1. Mamman Danbaba from Kano 1366–1396,
2. Ibrahim Danbaba 1396–1416,
3. Sharki 1416–1441,
4. Bawa Ara 1441–1460,
5. Mamman kigama 1460–1492,
6. Osoko 1492–1512,
7. Sharki Akwara 1512–1527,
8. Bakwa 1527–1556,
9. Aura 1556–1566,
10. Akwara II 1566–1575,
11. Sharki Bakwa II 1575–1627,
12. Ari 1627–1666,
13. Yakubu 1666–1682,
14. Aura Sogo 1682–1700,
15. Bakwa 1700–1727,
16. Obayaya 1727-1727,
17. Bakwa kiga 1727–1747,
18. Ndawa 1747–1815,
19. Bahago 1815–1840,
20. Aura 1840–1860,
21. Mamo 1860–1890,
22. Aura fadanku 1890–1916,
23. Wakayi 1916–1932,
24. Kokosha 1932–1944, Alhaji Mamman Aura 1944–1983,
25. Alhaji Abdulkadir Mamman 1983–1995,
26. Alh Isma'ila Mohammed Danladi 1997 to date

===Sharki Mamman Na-Aurah===
Mamman Na-Aurah was a Prince from Nani Ada Dende lineage of ancient royal stool of karshi. He was born in 1900 by Aurah the son of Aurah Fadanku, the 22nd Sarkin karshi. His mother was late Ama Amagwadu, a Gade woman from old Owa village (now part of Rafinkwara village, Nasarawa state).
At age 40 Mammam Na-Aura, ascended the throne of his forefathers as 25th Sarkin Karshi in 1944. One year later, he led the movement of his people from old settlement of "KUPAYI" to the present day "KARSHI". He did his elementary school cum Qur'anic studies at keffi, Nasarawa state then plateau. He was appointed as Malami (secretary) of Mai Angwa (village sectional head) at keffi after his graduation and later promoted within a very short time to the post of Malami (secretary) of Madaki keffi.

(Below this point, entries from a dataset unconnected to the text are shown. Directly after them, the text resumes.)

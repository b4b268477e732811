//! Node addressing.

use std::str::FromStr;

use super::transport::NodeError;

/// Default port for a Valkey instance.
pub const DEFAULT_PORT: u16 = 6379;

const SCHEMES: [&str; 4] = ["redis://", "rediss://", "valkey://", "valkeys://"];

/// `host:port` of a single instance.
#[derive(Debug, Clone, PartialEq, Eq, Hash, PartialOrd, Ord)]
pub struct NodeAddr {
    /// Host name or IP.
    pub host: String,
    /// Client port.
    pub port: u16,
}

impl NodeAddr {
    /// Create an address from parts.
    pub fn new(host: impl Into<String>, port: u16) -> Self {
        Self {
            host: host.into(),
            port,
        }
    }

    /// Parse `host[:port]`, optionally prefixed with a URI scheme.
    ///
    /// The `@cport` bus-port suffix printed by `CLUSTER NODES` is ignored.
    ///
    /// ```
    /// use valkey_clu::client::NodeAddr;
    ///
    /// let addr = NodeAddr::parse("valkey://10.0.0.1:7000").unwrap();
    /// assert_eq!(addr, NodeAddr::new("10.0.0.1", 7000));
    /// assert_eq!(NodeAddr::parse("cache").unwrap().port, 6379);
    /// ```
    pub fn parse(input: &str) -> Result<Self, NodeError> {
        let invalid = || NodeError::InvalidAddress(input.to_string());

        let mut rest = input.trim();
        if let Some(stripped) = SCHEMES.iter().find_map(|s| rest.strip_prefix(s)) {
            rest = stripped;
        }
        let rest = rest.trim_end_matches('/');
        let rest = rest.split_once('@').map_or(rest, |(addr, _)| addr);

        let (host, port) = match rest.rsplit_once(':') {
            Some((host, port)) => (host, port.parse::<u16>().map_err(|_| invalid())?),
            None => (rest, DEFAULT_PORT),
        };

        if host.is_empty() || port == 0 {
            return Err(invalid());
        }

        Ok(Self::new(host, port))
    }
}

impl FromStr for NodeAddr {
    type Err = NodeError;

    fn from_str(s: &str) -> Result<Self, Self::Err> {
        Self::parse(s)
    }
}

impl std::fmt::Display for NodeAddr {
    fn fmt(&self, f: &mut std::fmt::Formatter<'_>) -> std::fmt::Result {
        write!(f, "{}:{}", self.host, self.port)
    }
}
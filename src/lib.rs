//! valkey-clu library crate
//!
//! Topology management for Valkey/Redis clusters: bootstrap, rebalancing,
//! node add/remove, slot migration and open-slot repair.
//!
//! - [`client`]: one node's control surface and the wire transport
//! - [`slots`]: slot arithmetic, the balancer and the migration protocol
//! - [`cluster`]: cluster-wide operations built on the two above

pub mod client;
pub mod cluster;
pub mod error;
pub mod slots;

pub use client::{Connector, FredConnector, Node, NodeAddr, NodeConfig, NodeError};
pub use cluster::{Cluster, ClusterConfig, ClusterCreator, RetryPolicy, WaitPolicy};
pub use error::{Error, Result};
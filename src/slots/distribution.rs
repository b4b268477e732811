//! Pure slot distribution calculations.
//!
//! All functions in this module are pure, side-effect free, and fully testable.
//! They compute how a slot budget is split across master nodes.

use std::collections::BTreeSet;

/// Total number of hash slots in a Valkey cluster.
pub const TOTAL_SLOTS: u16 = 16384;

/// A contiguous range of hash slots [start, end] inclusive.
#[derive(Debug, Clone, Copy, PartialEq, Eq, PartialOrd, Ord)]
pub struct SlotRange {
    /// Start of the slot range (inclusive).
    pub start: u16,
    /// End of the slot range (inclusive).
    pub end: u16,
}

impl SlotRange {
    /// Create a new slot range.
    ///
    /// # Panics
    /// Debug-only assertion checks that start <= end.
    pub fn new(start: u16, end: u16) -> Self {
        debug_assert!(start <= end, "start ({}) must be <= end ({})", start, end);
        Self { start, end }
    }

    /// Create a single-slot range.
    pub fn single(slot: u16) -> Self {
        Self {
            start: slot,
            end: slot,
        }
    }

    /// Get the number of slots in this range.
    pub fn count(&self) -> usize {
        usize::from(self.end - self.start) + 1
    }

    /// Check if this range contains a specific slot.
    pub fn contains(&self, slot: u16) -> bool {
        slot >= self.start && slot <= self.end
    }

    /// Iterate over all slots in this range.
    pub fn iter(&self) -> impl Iterator<Item = u16> {
        self.start..=self.end
    }
}

impl std::fmt::Display for SlotRange {
    fn fmt(&self, f: &mut std::fmt::Formatter<'_>) -> std::fmt::Result {
        if self.start == self.end {
            write!(f, "{}", self.start)
        } else {
            write!(f, "{}-{}", self.start, self.end)
        }
    }
}

/// Divide `n` into `m` chunks whose sizes differ by at most one.
///
/// The first `n % m` chunks receive the extra unit. Returns an empty vector
/// when `m` is zero.
///
/// # Examples
///
/// ```
/// use valkey_clu::slots::distribution::divide;
///
/// assert_eq!(divide(16384, 3), vec![5462, 5461, 5461]);
/// assert_eq!(divide(2, 4), vec![1, 1, 0, 0]);
/// ```
pub fn divide(n: usize, m: usize) -> Vec<usize> {
    if m == 0 {
        return Vec::new();
    }

    let base = n / m;
    let remainder = n % m;

    (0..m)
        .map(|i| if i < remainder { base + 1 } else { base })
        .collect()
}

/// Split `total` slots into `master_count` contiguous ranges sized by [`divide`].
///
/// # Examples
///
/// ```
/// use valkey_clu::slots::distribution::{split_slots, SlotRange};
///
/// let ranges = split_slots(16384, 3);
/// assert_eq!(ranges[0], SlotRange::new(0, 5461));
/// assert_eq!(ranges[1], SlotRange::new(5462, 10922));
/// assert_eq!(ranges[2], SlotRange::new(10923, 16383));
/// ```
pub fn split_slots(total: u16, master_count: usize) -> Vec<SlotRange> {
    let mut ranges = Vec::with_capacity(master_count);
    let mut start: usize = 0;

    for count in divide(usize::from(total), master_count) {
        if count == 0 {
            continue;
        }
        let end = start + count - 1;
        // total fits in u16, so every boundary does too
        ranges.push(SlotRange::new(start as u16, end as u16));
        start = end + 1;
    }

    ranges
}

/// Collapse a set of slots into sorted contiguous ranges.
pub fn compress_slots<'a>(slots: impl IntoIterator<Item = &'a u16>) -> Vec<SlotRange> {
    let sorted: BTreeSet<u16> = slots.into_iter().copied().collect();
    let mut ranges: Vec<SlotRange> = Vec::new();

    for slot in sorted {
        match ranges.last_mut() {
            Some(last) if last.end.checked_add(1) == Some(slot) => last.end = slot,
            _ => ranges.push(SlotRange::single(slot)),
        }
    }

    ranges
}

/// Slots in `0..total` that are not present in `assigned`.
pub fn missing_slots(total: u16, assigned: &BTreeSet<u16>) -> Vec<u16> {
    (0..total).filter(|s| !assigned.contains(s)).collect()
}

#[cfg(test)]
#[allow(
    clippy::unwrap_used,
    clippy::expect_used,
    clippy::indexing_slicing,
    clippy::get_unwrap
)]
mod tests {
    use super::*;

    #[test]
    fn test_slot_range_single() {
        let range = SlotRange::single(100);
        assert_eq!(range.start, 100);
        assert_eq!(range.end, 100);
        assert_eq!(range.count(), 1);
    }

    #[test]
    fn test_slot_range_count() {
        assert_eq!(SlotRange::new(0, 5461).count(), 5462);
        assert_eq!(SlotRange::new(0, 16383).count(), 16384);
    }

    #[test]
    fn test_slot_range_contains() {
        let range = SlotRange::new(100, 200);
        assert!(range.contains(100));
        assert!(range.contains(200));
        assert!(!range.contains(99));
        assert!(!range.contains(201));
    }

    #[test]
    fn test_slot_range_display() {
        assert_eq!(format!("{}", SlotRange::new(0, 5461)), "0-5461");
        assert_eq!(format!("{}", SlotRange::single(100)), "100");
    }

    #[test]
    fn test_divide_even_and_uneven() {
        assert_eq!(divide(9, 3), vec![3, 3, 3]);
        assert_eq!(divide(10, 3), vec![4, 3, 3]);
        assert_eq!(divide(11, 3), vec![4, 4, 3]);
        assert_eq!(divide(0, 2), vec![0, 0]);
    }

    #[test]
    fn test_divide_zero_chunks() {
        assert!(divide(100, 0).is_empty());
    }

    #[test]
    fn test_divide_sums_to_n() {
        for m in 1..=20 {
            let chunks = divide(16384, m);
            assert_eq!(chunks.len(), m);
            assert_eq!(chunks.iter().sum::<usize>(), 16384);
            let max = chunks.iter().max().unwrap();
            let min = chunks.iter().min().unwrap();
            assert!(max - min <= 1, "m={} chunks differ by more than one", m);
        }
    }

    #[test]
    fn test_split_slots_contiguous() {
        for master_count in 1..=20 {
            let ranges = split_slots(TOTAL_SLOTS, master_count);
            assert_eq!(ranges.first().unwrap().start, 0);
            assert_eq!(ranges.last().map(|r| r.end), Some(TOTAL_SLOTS - 1));
            for i in 1..ranges.len() {
                assert_eq!(ranges[i].start, ranges[i - 1].end + 1);
            }
            let total: usize = ranges.iter().map(|r| r.count()).sum();
            assert_eq!(total, usize::from(TOTAL_SLOTS));
        }
    }

    #[test]
    fn test_split_slots_small_space() {
        let ranges = split_slots(2, 3);
        assert_eq!(ranges, vec![SlotRange::single(0), SlotRange::single(1)]);
    }

    #[test]
    fn test_compress_slots() {
        let slots = [5, 1, 2, 3, 7, 8];
        assert_eq!(
            compress_slots(&slots),
            vec![
                SlotRange::new(1, 3),
                SlotRange::single(5),
                SlotRange::new(7, 8)
            ]
        );
        assert!(compress_slots(&[]).is_empty());
    }

    #[test]
    fn test_missing_slots() {
        let assigned: BTreeSet<u16> = (0..8).filter(|s| s % 2 == 0).collect();
        assert_eq!(missing_slots(8, &assigned), vec![1, 3, 5, 7]);
    }
}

Na-Aurah was a devout Muslim and a jihadist per excellence who led a successful Islamic revolution that bring to the enthronement of Islam in his immediate milieu and its neighborhood. Immediately he assumed the position of leadership of his community, the natives were predominantly pagans. He established the first Mosque in karshi by demolishing a known traditional shrine, he stop the age long customary prohibition by native unbelievers of giving out their daughters to Muslims irrespective of his origin & used to pay bad with good and forgive evil acts with corresponding good. As a resilient believer in Islamic faith and practice which was commonly viewed as religion of Hausa's by his predominantly native unbelievers, he was named as ADANGWE (the father of Hausa Muslims).

Mamman had one of the earliest contact with Western education and was an educated traditional ruler. He was instrumental to the establishment of the first primary school in Karshi community now known as Aura primary school. Na-Aurah also encourages farming, hunting and other legal businesses to be done in his domain.